//! Concrete provisioning step bodies.
//!
//! Each body is thin glue between the configuration snapshot and the
//! command runner: it validates the keys it needs, runs its commands, and
//! reports `{success, cause}`. Bodies never touch the durable stores and
//! never prompt; confirmation and persistence belong to the orchestrator.

pub mod deploy;
pub mod image;
pub mod network;
pub mod storage;

use crate::config_store::Configuration;
use crate::step::{Step, StepId, StepRegistry};

/// The published step sequence. IDs are stable: positions never change,
/// new steps append at the end.
pub fn registry() -> StepRegistry {
    StepRegistry::new(vec![
        Step {
            id: StepId(1),
            name: "configure-network",
            body: Box::new(network::ConfigureNetwork),
        },
        Step {
            id: StepId(2),
            name: "provision-storage",
            body: Box::new(storage::ProvisionStorage),
        },
        Step {
            id: StepId(3),
            name: "fetch-image",
            body: Box::new(image::FetchImage),
        },
        Step {
            id: StepId(4),
            name: "deploy-guest",
            body: Box::new(deploy::DeployGuest),
        },
    ])
}

/// On-disk location of the guest image inside the storage pool.
pub(crate) fn image_path(config: &Configuration) -> String {
    format!(
        "{}/{}.qcow2",
        config.storage_pool.trim_end_matches('/'),
        config.deployment_name
    )
}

● ● ●

What is being asked: For the string "body", return every line of the data where it appears.

Written solution:
//! Each body is thin glue between the configuration snapshot and the
            body: Box::new(network::ConfigureNetwork),
            body: Box::new(storage::ProvisionStorage),
            body: Box::new(image::FetchImage),
            body: Box::new(deploy::DeployGuest),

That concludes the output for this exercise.